(Data excerpts)
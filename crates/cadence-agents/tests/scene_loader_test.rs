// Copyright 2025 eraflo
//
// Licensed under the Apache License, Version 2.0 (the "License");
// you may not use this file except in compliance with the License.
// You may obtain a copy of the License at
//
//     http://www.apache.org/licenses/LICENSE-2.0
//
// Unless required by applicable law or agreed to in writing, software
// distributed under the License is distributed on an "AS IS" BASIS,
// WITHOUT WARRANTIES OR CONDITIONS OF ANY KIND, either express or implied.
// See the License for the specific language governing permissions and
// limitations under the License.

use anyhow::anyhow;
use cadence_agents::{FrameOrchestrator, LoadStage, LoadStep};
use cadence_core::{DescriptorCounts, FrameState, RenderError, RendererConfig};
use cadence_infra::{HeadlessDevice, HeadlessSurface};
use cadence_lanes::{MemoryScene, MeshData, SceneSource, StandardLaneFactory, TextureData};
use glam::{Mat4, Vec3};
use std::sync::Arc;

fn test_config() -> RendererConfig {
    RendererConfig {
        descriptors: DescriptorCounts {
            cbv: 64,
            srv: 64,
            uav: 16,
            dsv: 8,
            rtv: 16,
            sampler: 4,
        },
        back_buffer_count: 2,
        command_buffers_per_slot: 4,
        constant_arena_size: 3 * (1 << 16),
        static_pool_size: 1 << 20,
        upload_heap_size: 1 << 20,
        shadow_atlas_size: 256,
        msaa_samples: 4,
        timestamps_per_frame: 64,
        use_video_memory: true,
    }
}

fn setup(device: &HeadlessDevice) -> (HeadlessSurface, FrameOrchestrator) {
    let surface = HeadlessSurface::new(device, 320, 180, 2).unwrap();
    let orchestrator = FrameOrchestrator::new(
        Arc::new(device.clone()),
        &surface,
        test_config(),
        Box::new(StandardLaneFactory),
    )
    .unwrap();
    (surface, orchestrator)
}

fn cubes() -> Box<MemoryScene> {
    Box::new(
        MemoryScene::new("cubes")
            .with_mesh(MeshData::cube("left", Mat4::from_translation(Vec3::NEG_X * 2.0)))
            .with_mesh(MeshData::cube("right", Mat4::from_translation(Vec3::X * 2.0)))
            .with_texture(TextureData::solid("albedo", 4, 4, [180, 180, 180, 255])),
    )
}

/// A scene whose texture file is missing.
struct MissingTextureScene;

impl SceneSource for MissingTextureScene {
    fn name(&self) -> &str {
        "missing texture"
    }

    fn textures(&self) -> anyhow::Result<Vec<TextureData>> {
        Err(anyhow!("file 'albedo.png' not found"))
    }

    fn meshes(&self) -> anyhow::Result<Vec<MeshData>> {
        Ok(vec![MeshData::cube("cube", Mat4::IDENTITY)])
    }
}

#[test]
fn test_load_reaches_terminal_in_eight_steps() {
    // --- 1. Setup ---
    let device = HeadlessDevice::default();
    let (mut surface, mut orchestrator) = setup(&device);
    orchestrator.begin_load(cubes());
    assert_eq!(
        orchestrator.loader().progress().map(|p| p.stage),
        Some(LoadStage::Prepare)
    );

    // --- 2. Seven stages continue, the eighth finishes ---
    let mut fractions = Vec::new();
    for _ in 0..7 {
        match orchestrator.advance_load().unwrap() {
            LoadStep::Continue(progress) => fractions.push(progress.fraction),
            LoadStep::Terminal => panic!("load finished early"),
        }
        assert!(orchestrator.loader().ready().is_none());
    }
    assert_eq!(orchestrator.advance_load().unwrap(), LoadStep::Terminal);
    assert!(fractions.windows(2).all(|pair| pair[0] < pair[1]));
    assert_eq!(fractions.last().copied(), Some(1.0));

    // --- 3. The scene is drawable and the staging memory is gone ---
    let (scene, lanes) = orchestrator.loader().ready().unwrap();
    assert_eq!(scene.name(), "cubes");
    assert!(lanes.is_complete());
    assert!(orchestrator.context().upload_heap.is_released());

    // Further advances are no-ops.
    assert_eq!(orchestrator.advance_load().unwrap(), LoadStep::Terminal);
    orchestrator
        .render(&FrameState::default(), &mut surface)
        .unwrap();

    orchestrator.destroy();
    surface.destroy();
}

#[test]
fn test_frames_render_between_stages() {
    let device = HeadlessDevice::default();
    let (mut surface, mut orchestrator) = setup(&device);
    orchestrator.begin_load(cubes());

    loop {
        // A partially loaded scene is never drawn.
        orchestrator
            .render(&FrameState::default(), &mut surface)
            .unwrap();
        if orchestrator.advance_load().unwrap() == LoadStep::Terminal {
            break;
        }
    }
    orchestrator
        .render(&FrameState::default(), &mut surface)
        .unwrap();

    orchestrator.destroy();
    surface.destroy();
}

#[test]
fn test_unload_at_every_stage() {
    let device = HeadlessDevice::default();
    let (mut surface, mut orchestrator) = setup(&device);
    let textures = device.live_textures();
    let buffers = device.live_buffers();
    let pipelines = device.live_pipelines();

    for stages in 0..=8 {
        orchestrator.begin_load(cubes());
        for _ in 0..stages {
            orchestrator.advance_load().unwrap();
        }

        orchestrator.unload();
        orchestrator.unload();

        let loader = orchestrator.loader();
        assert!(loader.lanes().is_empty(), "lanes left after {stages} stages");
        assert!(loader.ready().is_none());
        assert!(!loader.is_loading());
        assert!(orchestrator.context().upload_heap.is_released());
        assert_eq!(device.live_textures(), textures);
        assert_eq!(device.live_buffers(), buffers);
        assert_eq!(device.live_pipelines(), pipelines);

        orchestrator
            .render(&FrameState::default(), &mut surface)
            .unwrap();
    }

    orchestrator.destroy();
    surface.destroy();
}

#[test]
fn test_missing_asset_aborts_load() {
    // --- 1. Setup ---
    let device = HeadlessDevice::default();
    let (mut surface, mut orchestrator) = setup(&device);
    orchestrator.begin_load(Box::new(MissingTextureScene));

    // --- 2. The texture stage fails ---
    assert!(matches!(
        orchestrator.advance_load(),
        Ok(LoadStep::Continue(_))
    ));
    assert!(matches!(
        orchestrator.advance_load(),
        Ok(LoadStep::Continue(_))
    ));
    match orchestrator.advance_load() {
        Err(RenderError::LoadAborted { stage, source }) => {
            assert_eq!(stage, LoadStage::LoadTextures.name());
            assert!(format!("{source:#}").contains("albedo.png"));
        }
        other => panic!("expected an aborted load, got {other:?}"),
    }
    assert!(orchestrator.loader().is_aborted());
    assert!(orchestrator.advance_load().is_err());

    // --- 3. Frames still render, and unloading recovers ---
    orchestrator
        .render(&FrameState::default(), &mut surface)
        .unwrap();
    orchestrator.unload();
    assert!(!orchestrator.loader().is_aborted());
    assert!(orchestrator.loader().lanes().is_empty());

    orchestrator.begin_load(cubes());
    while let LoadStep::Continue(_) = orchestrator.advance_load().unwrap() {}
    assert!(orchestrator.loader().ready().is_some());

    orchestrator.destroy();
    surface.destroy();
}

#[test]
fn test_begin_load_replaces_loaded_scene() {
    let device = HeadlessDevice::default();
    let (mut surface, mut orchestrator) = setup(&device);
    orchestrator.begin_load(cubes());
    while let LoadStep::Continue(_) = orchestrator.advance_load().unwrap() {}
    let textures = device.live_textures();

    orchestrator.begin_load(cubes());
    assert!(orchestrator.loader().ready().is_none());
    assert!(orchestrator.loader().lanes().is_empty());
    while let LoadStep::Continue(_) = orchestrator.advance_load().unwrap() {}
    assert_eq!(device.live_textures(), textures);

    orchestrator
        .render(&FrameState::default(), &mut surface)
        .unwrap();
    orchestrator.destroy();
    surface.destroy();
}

* * *

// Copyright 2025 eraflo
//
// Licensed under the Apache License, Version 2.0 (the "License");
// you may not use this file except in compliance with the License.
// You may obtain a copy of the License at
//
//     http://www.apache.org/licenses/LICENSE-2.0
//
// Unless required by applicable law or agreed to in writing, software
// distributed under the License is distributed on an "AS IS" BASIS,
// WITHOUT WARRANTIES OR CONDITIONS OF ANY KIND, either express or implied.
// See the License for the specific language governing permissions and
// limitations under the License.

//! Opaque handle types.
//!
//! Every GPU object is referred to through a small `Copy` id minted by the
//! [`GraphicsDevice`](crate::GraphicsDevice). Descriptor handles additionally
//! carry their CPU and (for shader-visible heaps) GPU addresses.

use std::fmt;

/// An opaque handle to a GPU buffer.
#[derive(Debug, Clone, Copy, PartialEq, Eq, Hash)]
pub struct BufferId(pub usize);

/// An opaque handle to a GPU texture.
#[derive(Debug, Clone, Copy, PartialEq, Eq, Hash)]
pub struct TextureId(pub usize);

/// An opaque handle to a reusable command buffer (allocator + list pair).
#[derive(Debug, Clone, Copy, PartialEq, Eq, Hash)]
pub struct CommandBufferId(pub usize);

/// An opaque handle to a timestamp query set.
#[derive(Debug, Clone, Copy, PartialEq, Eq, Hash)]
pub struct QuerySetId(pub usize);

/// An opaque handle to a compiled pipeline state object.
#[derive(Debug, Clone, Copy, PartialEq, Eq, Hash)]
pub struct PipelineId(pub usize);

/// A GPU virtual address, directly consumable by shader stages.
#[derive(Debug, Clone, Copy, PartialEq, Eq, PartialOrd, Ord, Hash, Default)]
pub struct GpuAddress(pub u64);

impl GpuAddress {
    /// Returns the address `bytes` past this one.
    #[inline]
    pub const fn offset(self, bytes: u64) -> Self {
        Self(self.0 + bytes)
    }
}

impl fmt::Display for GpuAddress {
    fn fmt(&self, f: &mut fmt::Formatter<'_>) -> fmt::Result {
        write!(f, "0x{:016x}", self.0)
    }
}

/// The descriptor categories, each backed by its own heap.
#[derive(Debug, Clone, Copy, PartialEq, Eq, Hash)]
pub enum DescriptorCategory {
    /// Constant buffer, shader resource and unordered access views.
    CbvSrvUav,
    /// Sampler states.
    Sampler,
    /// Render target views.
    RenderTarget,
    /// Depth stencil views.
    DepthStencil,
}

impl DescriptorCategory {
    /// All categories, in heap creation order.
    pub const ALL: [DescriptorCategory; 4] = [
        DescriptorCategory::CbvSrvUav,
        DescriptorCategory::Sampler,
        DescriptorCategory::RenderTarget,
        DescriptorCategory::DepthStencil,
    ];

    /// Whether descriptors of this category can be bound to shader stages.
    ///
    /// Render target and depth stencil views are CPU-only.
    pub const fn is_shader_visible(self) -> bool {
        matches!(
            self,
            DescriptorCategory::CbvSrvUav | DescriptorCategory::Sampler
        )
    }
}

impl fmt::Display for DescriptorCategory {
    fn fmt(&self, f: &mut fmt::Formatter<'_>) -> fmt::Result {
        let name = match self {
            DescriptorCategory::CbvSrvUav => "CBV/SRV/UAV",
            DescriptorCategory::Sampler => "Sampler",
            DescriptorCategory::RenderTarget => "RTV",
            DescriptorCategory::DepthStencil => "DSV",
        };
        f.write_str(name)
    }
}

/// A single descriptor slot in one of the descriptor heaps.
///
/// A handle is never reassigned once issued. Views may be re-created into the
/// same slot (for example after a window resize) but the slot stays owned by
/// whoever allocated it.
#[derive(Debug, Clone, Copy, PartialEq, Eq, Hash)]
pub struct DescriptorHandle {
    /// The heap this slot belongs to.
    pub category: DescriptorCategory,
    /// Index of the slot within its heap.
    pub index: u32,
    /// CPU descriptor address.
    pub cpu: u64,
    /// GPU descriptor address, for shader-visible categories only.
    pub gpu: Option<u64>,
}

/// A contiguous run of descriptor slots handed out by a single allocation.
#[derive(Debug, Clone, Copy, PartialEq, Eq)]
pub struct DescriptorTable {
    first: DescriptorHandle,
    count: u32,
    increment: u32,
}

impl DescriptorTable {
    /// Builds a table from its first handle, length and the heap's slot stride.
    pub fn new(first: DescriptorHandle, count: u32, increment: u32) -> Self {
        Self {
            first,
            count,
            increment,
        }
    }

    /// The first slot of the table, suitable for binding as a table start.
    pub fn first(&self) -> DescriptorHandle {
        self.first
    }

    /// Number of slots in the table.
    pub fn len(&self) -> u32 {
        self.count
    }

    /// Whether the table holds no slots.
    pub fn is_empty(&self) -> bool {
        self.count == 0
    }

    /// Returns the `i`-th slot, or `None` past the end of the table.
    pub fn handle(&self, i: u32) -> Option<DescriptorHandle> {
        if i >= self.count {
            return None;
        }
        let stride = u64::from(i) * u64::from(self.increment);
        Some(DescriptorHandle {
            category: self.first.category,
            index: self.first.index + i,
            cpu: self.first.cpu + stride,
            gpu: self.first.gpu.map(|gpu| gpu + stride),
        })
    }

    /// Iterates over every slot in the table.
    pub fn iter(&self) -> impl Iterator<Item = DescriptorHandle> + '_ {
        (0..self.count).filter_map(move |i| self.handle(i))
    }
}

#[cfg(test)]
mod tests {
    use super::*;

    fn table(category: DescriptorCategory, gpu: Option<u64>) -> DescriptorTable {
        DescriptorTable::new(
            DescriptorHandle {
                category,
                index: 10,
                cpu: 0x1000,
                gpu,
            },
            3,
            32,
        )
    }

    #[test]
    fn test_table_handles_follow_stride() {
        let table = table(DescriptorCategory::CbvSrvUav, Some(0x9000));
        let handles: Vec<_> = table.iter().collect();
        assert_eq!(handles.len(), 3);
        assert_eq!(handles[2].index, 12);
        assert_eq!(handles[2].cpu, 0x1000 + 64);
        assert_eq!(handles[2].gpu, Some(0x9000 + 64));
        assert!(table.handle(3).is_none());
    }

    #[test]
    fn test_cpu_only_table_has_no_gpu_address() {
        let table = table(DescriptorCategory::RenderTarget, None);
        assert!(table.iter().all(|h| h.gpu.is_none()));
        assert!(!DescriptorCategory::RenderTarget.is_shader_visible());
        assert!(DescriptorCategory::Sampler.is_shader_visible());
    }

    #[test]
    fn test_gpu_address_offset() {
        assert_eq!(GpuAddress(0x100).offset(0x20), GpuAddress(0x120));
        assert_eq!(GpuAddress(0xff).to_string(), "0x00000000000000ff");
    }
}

--

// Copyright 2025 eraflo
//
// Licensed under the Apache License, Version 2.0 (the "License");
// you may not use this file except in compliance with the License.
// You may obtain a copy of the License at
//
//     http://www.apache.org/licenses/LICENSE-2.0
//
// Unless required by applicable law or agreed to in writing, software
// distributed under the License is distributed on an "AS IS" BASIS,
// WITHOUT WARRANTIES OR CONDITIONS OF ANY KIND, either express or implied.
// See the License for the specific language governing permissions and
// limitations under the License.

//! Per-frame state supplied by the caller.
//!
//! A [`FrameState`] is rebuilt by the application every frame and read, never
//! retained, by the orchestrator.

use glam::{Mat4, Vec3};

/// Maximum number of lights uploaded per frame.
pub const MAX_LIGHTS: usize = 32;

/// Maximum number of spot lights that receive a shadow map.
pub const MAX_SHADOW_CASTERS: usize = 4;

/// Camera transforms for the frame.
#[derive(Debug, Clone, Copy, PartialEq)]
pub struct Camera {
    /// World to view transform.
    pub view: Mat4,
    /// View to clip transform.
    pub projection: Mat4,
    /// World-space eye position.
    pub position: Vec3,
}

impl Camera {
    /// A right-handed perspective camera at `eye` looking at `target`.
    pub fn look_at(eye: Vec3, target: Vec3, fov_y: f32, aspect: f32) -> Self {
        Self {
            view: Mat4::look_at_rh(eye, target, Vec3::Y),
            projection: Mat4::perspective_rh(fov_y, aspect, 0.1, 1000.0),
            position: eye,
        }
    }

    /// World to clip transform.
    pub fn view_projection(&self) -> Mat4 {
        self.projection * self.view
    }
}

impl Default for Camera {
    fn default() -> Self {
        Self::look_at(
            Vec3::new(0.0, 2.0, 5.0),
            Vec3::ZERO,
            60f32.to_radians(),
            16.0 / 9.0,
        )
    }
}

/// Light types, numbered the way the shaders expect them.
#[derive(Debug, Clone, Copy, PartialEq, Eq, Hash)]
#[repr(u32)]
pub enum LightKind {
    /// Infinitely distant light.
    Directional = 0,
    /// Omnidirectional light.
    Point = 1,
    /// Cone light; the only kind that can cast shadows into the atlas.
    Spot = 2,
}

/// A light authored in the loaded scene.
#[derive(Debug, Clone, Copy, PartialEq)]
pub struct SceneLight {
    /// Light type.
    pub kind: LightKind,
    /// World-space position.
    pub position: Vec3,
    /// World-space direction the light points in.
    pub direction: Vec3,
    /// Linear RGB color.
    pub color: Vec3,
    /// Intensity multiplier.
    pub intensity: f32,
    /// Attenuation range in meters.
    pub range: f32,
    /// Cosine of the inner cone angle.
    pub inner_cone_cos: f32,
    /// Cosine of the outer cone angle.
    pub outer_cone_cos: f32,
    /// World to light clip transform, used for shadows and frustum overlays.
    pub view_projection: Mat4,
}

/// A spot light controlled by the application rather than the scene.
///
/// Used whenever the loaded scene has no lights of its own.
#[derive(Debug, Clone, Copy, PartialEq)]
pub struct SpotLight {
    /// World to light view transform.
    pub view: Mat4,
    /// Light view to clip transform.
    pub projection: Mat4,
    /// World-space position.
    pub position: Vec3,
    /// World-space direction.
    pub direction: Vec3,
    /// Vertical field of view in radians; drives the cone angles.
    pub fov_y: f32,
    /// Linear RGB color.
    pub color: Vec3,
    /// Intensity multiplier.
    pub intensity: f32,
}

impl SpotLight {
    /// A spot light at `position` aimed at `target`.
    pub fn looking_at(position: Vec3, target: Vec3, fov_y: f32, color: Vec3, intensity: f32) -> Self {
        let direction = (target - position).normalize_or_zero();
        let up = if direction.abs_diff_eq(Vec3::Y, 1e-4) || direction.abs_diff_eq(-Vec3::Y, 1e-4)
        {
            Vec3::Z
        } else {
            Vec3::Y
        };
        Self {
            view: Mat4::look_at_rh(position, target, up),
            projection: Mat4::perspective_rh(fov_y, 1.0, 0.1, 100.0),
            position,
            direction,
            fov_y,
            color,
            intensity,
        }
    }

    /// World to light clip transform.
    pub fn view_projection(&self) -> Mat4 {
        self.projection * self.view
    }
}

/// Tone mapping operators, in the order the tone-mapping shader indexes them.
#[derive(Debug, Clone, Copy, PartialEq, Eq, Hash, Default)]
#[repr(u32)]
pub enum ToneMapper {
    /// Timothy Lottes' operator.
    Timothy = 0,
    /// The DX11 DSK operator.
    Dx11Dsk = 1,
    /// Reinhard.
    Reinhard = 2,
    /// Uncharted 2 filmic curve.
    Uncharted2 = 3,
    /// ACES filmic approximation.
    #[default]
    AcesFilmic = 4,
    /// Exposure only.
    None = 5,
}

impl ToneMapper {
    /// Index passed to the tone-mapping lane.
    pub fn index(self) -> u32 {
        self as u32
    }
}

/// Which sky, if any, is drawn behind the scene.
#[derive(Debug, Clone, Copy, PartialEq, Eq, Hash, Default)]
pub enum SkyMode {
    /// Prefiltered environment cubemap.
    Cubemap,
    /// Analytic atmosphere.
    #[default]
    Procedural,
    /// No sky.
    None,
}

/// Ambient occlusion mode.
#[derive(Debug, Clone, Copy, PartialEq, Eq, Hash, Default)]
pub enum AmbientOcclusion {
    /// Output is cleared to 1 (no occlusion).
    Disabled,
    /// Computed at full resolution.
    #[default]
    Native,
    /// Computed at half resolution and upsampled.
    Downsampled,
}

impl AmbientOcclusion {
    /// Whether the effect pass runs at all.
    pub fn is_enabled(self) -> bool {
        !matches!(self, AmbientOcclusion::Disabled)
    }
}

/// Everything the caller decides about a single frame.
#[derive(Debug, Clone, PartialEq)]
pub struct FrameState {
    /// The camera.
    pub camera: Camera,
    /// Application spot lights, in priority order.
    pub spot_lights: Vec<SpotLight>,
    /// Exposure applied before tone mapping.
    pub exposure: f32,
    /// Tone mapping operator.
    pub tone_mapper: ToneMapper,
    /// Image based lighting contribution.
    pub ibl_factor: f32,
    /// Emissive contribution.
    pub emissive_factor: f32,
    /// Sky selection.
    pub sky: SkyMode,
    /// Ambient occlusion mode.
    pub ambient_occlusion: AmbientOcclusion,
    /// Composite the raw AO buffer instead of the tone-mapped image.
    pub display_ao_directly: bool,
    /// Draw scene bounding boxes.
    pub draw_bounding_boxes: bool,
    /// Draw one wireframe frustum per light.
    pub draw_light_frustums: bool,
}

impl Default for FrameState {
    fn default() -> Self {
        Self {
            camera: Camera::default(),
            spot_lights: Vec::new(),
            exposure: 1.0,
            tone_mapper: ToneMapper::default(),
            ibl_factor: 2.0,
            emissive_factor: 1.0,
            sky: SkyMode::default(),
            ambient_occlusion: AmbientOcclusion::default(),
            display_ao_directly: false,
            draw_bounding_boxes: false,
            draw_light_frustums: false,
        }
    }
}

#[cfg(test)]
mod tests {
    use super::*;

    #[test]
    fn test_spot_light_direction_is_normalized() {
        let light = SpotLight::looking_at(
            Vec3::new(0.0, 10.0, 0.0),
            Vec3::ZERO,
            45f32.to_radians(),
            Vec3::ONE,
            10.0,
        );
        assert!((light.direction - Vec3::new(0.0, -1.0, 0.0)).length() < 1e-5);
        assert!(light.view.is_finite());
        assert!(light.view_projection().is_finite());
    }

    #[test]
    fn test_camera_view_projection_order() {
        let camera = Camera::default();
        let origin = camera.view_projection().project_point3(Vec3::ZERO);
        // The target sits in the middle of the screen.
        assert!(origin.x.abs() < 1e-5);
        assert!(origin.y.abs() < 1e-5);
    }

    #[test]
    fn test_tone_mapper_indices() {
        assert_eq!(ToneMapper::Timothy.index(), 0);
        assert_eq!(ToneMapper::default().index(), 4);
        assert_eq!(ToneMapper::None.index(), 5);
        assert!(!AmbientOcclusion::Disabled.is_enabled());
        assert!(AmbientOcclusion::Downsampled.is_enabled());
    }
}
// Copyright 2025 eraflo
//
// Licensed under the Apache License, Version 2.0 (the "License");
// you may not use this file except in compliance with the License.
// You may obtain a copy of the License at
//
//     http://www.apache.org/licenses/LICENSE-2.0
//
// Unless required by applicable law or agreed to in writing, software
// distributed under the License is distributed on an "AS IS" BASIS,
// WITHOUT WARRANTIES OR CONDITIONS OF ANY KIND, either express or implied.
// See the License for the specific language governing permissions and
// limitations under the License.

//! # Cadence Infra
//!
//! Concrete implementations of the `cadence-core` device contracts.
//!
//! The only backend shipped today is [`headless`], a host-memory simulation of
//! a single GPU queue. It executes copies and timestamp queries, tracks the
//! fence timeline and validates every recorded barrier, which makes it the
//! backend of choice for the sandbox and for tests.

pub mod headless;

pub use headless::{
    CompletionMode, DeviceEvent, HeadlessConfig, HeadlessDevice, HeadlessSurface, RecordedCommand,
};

__THE PROBLEM__:
Please find every line in the records that contains the word "Returns", and copy it out.

__EXERCISE OUTPUT__:
    /// Returns the address `bytes` past this one.
    /// Returns the `i`-th slot, or `None` past the end of the table.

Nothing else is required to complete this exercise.